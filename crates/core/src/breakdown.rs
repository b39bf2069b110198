//! Result breakdown records: every computed number together with the
//! factors it was derived from.

use rust_decimal::Decimal;
use serde::{Deserialize, Serialize};

use crate::activity::DatasetKind;
use crate::factor::FactorKey;
use crate::numeric::{canonical_decimal, canonical_decimal_opt, Quotient};

/// Direct emissions of one fuel row.
#[derive(Debug, Clone, PartialEq, Eq, Serialize, Deserialize)]
pub struct FuelLine {
    pub facility_id: String,
    pub month: Option<String>,
    pub fuel_type: String,
    #[serde(with = "canonical_decimal")]
    pub quantity: Decimal,
    pub unit: String,
    #[serde(with = "canonical_decimal")]
    pub ncv: Decimal,
    #[serde(with = "canonical_decimal")]
    pub emission_factor: Decimal,
    #[serde(with = "canonical_decimal")]
    pub oxidation_factor: Decimal,
    #[serde(with = "canonical_decimal")]
    pub tco2e: Decimal,
    pub ncv_ref: FactorKey,
    pub ef_ref: FactorKey,
    pub oxidation_ref: FactorKey,
}

/// Indirect emissions of one electricity row.
#[derive(Debug, Clone, PartialEq, Eq, Serialize, Deserialize)]
pub struct ElectricityLine {
    pub facility_id: String,
    pub month: Option<String>,
    #[serde(with = "canonical_decimal")]
    pub kwh: Decimal,
    /// Grid factor in tCO2e per kWh, after unit conversion.
    #[serde(with = "canonical_decimal")]
    pub grid_factor: Decimal,
    pub grid_method: String,
    #[serde(with = "canonical_decimal")]
    pub tco2e: Decimal,
    /// Absent when a configured market factor replaced the lookup.
    pub grid_ref: Option<FactorKey>,
}

/// Process emissions of one process row.
#[derive(Debug, Clone, PartialEq, Eq, Serialize, Deserialize)]
pub struct ProcessLine {
    pub facility_id: String,
    pub month: Option<String>,
    pub process: String,
    #[serde(with = "canonical_decimal")]
    pub quantity: Decimal,
    pub unit: String,
    #[serde(with = "canonical_decimal")]
    pub factor: Decimal,
    #[serde(with = "canonical_decimal")]
    pub tco2e: Decimal,
    pub factor_ref: FactorKey,
}

/// Emissions attributed to one product.
#[derive(Debug, Clone, PartialEq, Eq, Serialize, Deserialize)]
pub struct ProductLine {
    pub product_code: String,
    pub cn_code: Option<String>,
    #[serde(with = "canonical_decimal")]
    pub quantity: Decimal,
    /// Mass share of total production.
    #[serde(with = "canonical_decimal")]
    pub share: Decimal,
    #[serde(with = "canonical_decimal")]
    pub allocated_tco2e: Decimal,
    #[serde(with = "canonical_decimal")]
    pub precursor_tco2e: Decimal,
    #[serde(with = "canonical_decimal")]
    pub embedded_tco2e: Decimal,
    /// tCO2e per unit of product.
    pub intensity: Quotient,
}

/// Embedded emissions of one export line.
#[derive(Debug, Clone, PartialEq, Eq, Serialize, Deserialize)]
pub struct ExportLine {
    pub product_code: String,
    pub cn_code: Option<String>,
    pub destination: Option<String>,
    #[serde(with = "canonical_decimal")]
    pub quantity: Decimal,
    #[serde(with = "canonical_decimal")]
    pub intensity: Decimal,
    #[serde(with = "canonical_decimal")]
    pub embedded_tco2e: Decimal,
    #[serde(with = "canonical_decimal")]
    pub certificate_cost_eur: Decimal,
    pub actual_data: Option<bool>,
}

/// How precursor embedded emissions are obtained.
#[derive(Debug, Clone, Copy, Default, PartialEq, Eq, PartialOrd, Ord, Hash, Serialize, Deserialize)]
#[serde(rename_all = "snake_case")]
pub enum PrecursorMode {
    /// Values come straight from the material rows; no graph walk.
    #[default]
    Explicit,
    /// Missing values are derived from each precursor's computed intensity,
    /// walking the graph in topological order.
    Chain,
}

/// Where an edge's embedded value came from.
#[derive(Debug, Clone, Copy, PartialEq, Eq, PartialOrd, Ord, Hash, Serialize, Deserialize)]
#[serde(rename_all = "snake_case")]
pub enum EmbeddedSource {
    /// Row carried an explicit embedded tCO2e.
    Explicit,
    /// Row carried a per-unit intensity, multiplied by the quantity.
    ExplicitIntensity,
    /// Approved precursor factor, multiplied by the quantity.
    Factor,
    /// Precursor's own computed intensity, multiplied by the quantity.
    Chain,
    /// No value could be obtained.
    Unresolved,
}

/// One resolved precursor edge.
#[derive(Debug, Clone, PartialEq, Eq, Serialize, Deserialize)]
pub struct PrecursorEdgeLine {
    pub product_code: String,
    pub precursor_code: String,
    #[serde(with = "canonical_decimal")]
    pub quantity: Decimal,
    pub unit: String,
    pub source: EmbeddedSource,
    #[serde(with = "canonical_decimal_opt")]
    pub embedded_tco2e: Option<Decimal>,
    pub factor_ref: Option<FactorKey>,
}

/// Outcome of precursor resolution.
#[derive(Debug, Clone, Default, PartialEq, Eq, Serialize, Deserialize)]
pub struct PrecursorReport {
    pub mode: PrecursorMode,
    pub edges: Vec<PrecursorEdgeLine>,
    /// Topological order (precursors before consumers) of resolved nodes.
    pub order: Vec<String>,
    /// Nodes left unresolved because they sit on or behind a cycle.
    pub cycle_nodes: Vec<String>,
}

/// Itemized breakdown tree of a ResultBundle.
#[derive(Debug, Clone, Default, PartialEq, Eq, Serialize, Deserialize)]
pub struct Breakdown {
    pub fuel: Vec<FuelLine>,
    pub electricity: Vec<ElectricityLine>,
    pub process: Vec<ProcessLine>,
    pub products: Vec<ProductLine>,
    pub exports: Vec<ExportLine>,
    pub precursors: PrecursorReport,
}

/// A unit conversion applied during the calculation.
#[derive(Debug, Clone, PartialEq, Eq, PartialOrd, Ord, Serialize, Deserialize)]
pub struct UnitConversion {
    pub dataset: DatasetKind,
    pub subject: String,
    pub from_unit: String,
    pub to_unit: String,
    #[serde(with = "canonical_decimal")]
    pub multiplier: Decimal,
}

/// Citation of a factor that contributed to the result.
#[derive(Debug, Clone, PartialEq, Eq, PartialOrd, Ord, Serialize, Deserialize)]
pub struct SourceReference {
    pub factor: FactorKey,
    pub unit: String,
    pub source: String,
}

/// Headline totals, tCO2e.
#[derive(Debug, Clone, Default, PartialEq, Eq, Serialize, Deserialize)]
pub struct Totals {
    #[serde(with = "canonical_decimal")]
    pub direct_tco2e: Decimal,
    #[serde(with = "canonical_decimal")]
    pub indirect_tco2e: Decimal,
    #[serde(with = "canonical_decimal")]
    pub process_tco2e: Decimal,
    /// direct + indirect + process.
    #[serde(with = "canonical_decimal")]
    pub facility_tco2e: Decimal,
    #[serde(with = "canonical_decimal")]
    pub precursor_tco2e: Decimal,
    /// Emissions embedded in all production: allocated + precursor.
    #[serde(with = "canonical_decimal")]
    pub embedded_tco2e: Decimal,
    #[serde(with = "canonical_decimal")]
    pub export_embedded_tco2e: Decimal,
}

/// ETS net position and cost.
#[derive(Debug, Clone, Default, PartialEq, Eq, Serialize, Deserialize)]
pub struct EtsCost {
    #[serde(with = "canonical_decimal")]
    pub covered_tco2e: Decimal,
    #[serde(with = "canonical_decimal")]
    pub free_allocation_tco2e: Decimal,
    #[serde(with = "canonical_decimal")]
    pub banked_tco2e: Decimal,
    #[serde(with = "canonical_decimal")]
    pub payable_tco2e: Decimal,
    #[serde(with = "canonical_decimal")]
    pub price_eur_per_t: Decimal,
    #[serde(with = "canonical_decimal")]
    pub cost_eur: Decimal,
    #[serde(with = "canonical_decimal")]
    pub cost_local: Decimal,
}

/// CBAM certificate cost.
#[derive(Debug, Clone, Default, PartialEq, Eq, Serialize, Deserialize)]
pub struct CbamCost {
    #[serde(with = "canonical_decimal")]
    pub price_eur_per_t: Decimal,
    #[serde(with = "canonical_decimal")]
    pub embedded_tco2e: Decimal,
    /// Facility-level estimate before product allocation.
    #[serde(with = "canonical_decimal")]
    pub facility_estimate_eur: Decimal,
    #[serde(with = "canonical_decimal")]
    pub export_embedded_tco2e: Decimal,
    #[serde(with = "canonical_decimal")]
    pub certificate_cost_eur: Decimal,
    #[serde(with = "canonical_decimal")]
    pub certificate_cost_local: Decimal,
}

/// All cost outputs.
#[derive(Debug, Clone, Default, PartialEq, Eq, Serialize, Deserialize)]
pub struct CostOutputs {
    pub currency: String,
    #[serde(with = "canonical_decimal")]
    pub fx_rate: Decimal,
    pub ets: EtsCost,
    pub cbam: CbamCost,
}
◆ ◆ ◆
Above are the records; from them, give again exactly the lines from the one containing "per-unit intensity, multiplied by the quantity." to the one containing "pub struct PrecursorEdgeLine", both lines included, and nothing more.

• Answer section
    /// Row carried a per-unit intensity, multiplied by the quantity.
    ExplicitIntensity,
    /// Approved precursor factor, multiplied by the quantity.
    Factor,
    /// Precursor's own computed intensity, multiplied by the quantity.
    Chain,
    /// No value could be obtained.
    Unresolved,
}

/// One resolved precursor edge.
#[derive(Debug, Clone, PartialEq, Eq, Serialize, Deserialize)]
pub struct PrecursorEdgeLine {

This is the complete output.